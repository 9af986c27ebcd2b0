//! Built-in topic list and motivational quotes.

use chrono::{Datelike, NaiveDate};

use studyplan_shared::Topic;

/// Seed themes as `(theme, area)`, in study order.
const SEED_TOPICS: &[(&str, &str)] = &[
    ("Atenção Básica", "preventiva"),
    ("Ética Médica (Aspectos gerais, sigilo)", "preventiva"),
    ("Hipertensão Arterial Sistêmica", "clinica"),
    ("Diabetes Mellitus", "clinica"),
    ("Síndromes Coronarianas Agudas", "clinica"),
    ("Insuficiência Cardíaca", "clinica"),
    ("Pneumonias", "clinica"),
    ("Abdome Agudo", "cirurgia"),
    ("Trauma: Atendimento Inicial (ATLS)", "cirurgia"),
    ("Hérnias da Parede Abdominal", "cirurgia"),
    ("Puericultura e Crescimento", "pediatria"),
    ("Imunizações", "pediatria"),
    ("Doenças Exantemáticas", "pediatria"),
    ("Pré-natal", "obstetricia"),
    ("Síndromes Hipertensivas da Gestação", "obstetricia"),
    ("Sangramentos da Gestação", "obstetricia"),
    ("Rastreamento do Câncer de Colo e Mama", "ginecologia"),
    ("Infecções Sexualmente Transmissíveis", "ginecologia"),
    ("Depressão e Transtornos de Ansiedade", "psiquiatria"),
    ("Emergências Psiquiátricas", "psiquiatria"),
    ("Vigilância Epidemiológica", "preventiva"),
    ("Estudos Epidemiológicos e Bioestatística", "preventiva"),
    ("Revisão Leve: Confiança no processo", "revisao"),
    ("Descanso e Organização", "revisao"),
];

const QUOTES: &[&str] = &[
    "Every page you study is one step closer to the white coat.",
    "You are stronger than any question the exam can ask.",
    "Focus and consistency beat last-minute cramming.",
    "The road is long, but your dedication is longer.",
    "Study with purpose: you are shaping the future of care.",
];

/// The built-in topic list, in the order it should be studied.
pub fn seed_topics() -> Vec<Topic> {
    SEED_TOPICS
        .iter()
        .map(|(theme, area)| Topic::new(*theme, *area))
        .collect()
}

/// A quote that stays fixed for the whole of `today`.
pub fn quote_of_the_day(today: NaiveDate) -> &'static str {
    QUOTES[today.ordinal0() as usize % QUOTES.len()]
}

#[cfg(test)]
mod tests {
    use super::*;
    use std::collections::HashSet;

    #[test]
    fn seed_themes_are_unique_and_non_empty() {
        let topics = seed_topics();
        let themes: HashSet<&str> = topics.iter().map(|t| t.theme.as_str()).collect();
        assert_eq!(themes.len(), topics.len());
        assert!(topics.iter().all(|t| !t.theme.trim().is_empty()));
    }

    #[test]
    fn quote_is_stable_per_day() {
        let day = NaiveDate::from_ymd_opt(2025, 8, 1).unwrap();
        assert_eq!(quote_of_the_day(day), quote_of_the_day(day));
        let next = day.succ_opt().unwrap();
        assert_ne!(quote_of_the_day(day), quote_of_the_day(next));
    }
}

#### WHAT YOU SHOULD DO:
Repeat the listing exactly, leaving nothing out.

#### THE COMPLETED TASK:
repository 9af986c27ebcd2b0
//! Built-in topic list and motivational quotes.

use chrono::{Datelike, NaiveDate};

use studyplan_shared::Topic;

/// Seed themes as `(theme, area)`, in study order.
const SEED_TOPICS: &[(&str, &str)] = &[
    ("Atenção Básica", "preventiva"),
    ("Ética Médica (Aspectos gerais, sigilo)", "preventiva"),
    ("Hipertensão Arterial Sistêmica", "clinica"),
    ("Diabetes Mellitus", "clinica"),
    ("Síndromes Coronarianas Agudas", "clinica"),
    ("Insuficiência Cardíaca", "clinica"),
    ("Pneumonias", "clinica"),
    ("Abdome Agudo", "cirurgia"),
    ("Trauma: Atendimento Inicial (ATLS)", "cirurgia"),
    ("Hérnias da Parede Abdominal", "cirurgia"),
    ("Puericultura e Crescimento", "pediatria"),
    ("Imunizações", "pediatria"),
    ("Doenças Exantemáticas", "pediatria"),
    ("Pré-natal", "obstetricia"),
    ("Síndromes Hipertensivas da Gestação", "obstetricia"),
    ("Sangramentos da Gestação", "obstetricia"),
    ("Rastreamento do Câncer de Colo e Mama", "ginecologia"),
    ("Infecções Sexualmente Transmissíveis", "ginecologia"),
    ("Depressão e Transtornos de Ansiedade", "psiquiatria"),
    ("Emergências Psiquiátricas", "psiquiatria"),
    ("Vigilância Epidemiológica", "preventiva"),
    ("Estudos Epidemiológicos e Bioestatística", "preventiva"),
    ("Revisão Leve: Confiança no processo", "revisao"),
    ("Descanso e Organização", "revisao"),
];

const QUOTES: &[&str] = &[
    "Every page you study is one step closer to the white coat.",
    "You are stronger than any question the exam can ask.",
    "Focus and consistency beat last-minute cramming.",
    "The road is long, but your dedication is longer.",
    "Study with purpose: you are shaping the future of care.",
];

/// The built-in topic list, in the order it should be studied.
pub fn seed_topics() -> Vec<Topic> {
    SEED_TOPICS
        .iter()
        .map(|(theme, area)| Topic::new(*theme, *area))
        .collect()
}

/// A quote that stays fixed for the whole of `today`.
pub fn quote_of_the_day(today: NaiveDate) -> &'static str {
    QUOTES[today.ordinal0() as usize % QUOTES.len()]
}

#[cfg(test)]
mod tests {
    use super::*;
    use std::collections::HashSet;

    #[test]
    fn seed_themes_are_unique_and_non_empty() {
        let topics = seed_topics();
        let themes: HashSet<&str> = topics.iter().map(|t| t.theme.as_str()).collect();
        assert_eq!(themes.len(), topics.len());
        assert!(topics.iter().all(|t| !t.theme.trim().is_empty()));
    }

    #[test]
    fn quote_is_stable_per_day() {
        let day = NaiveDate::from_ymd_opt(2025, 8, 1).unwrap();
        assert_eq!(quote_of_the_day(day), quote_of_the_day(day));
        let next = day.succ_opt().unwrap();
        assert_ne!(quote_of_the_day(day), quote_of_the_day(next));
    }
}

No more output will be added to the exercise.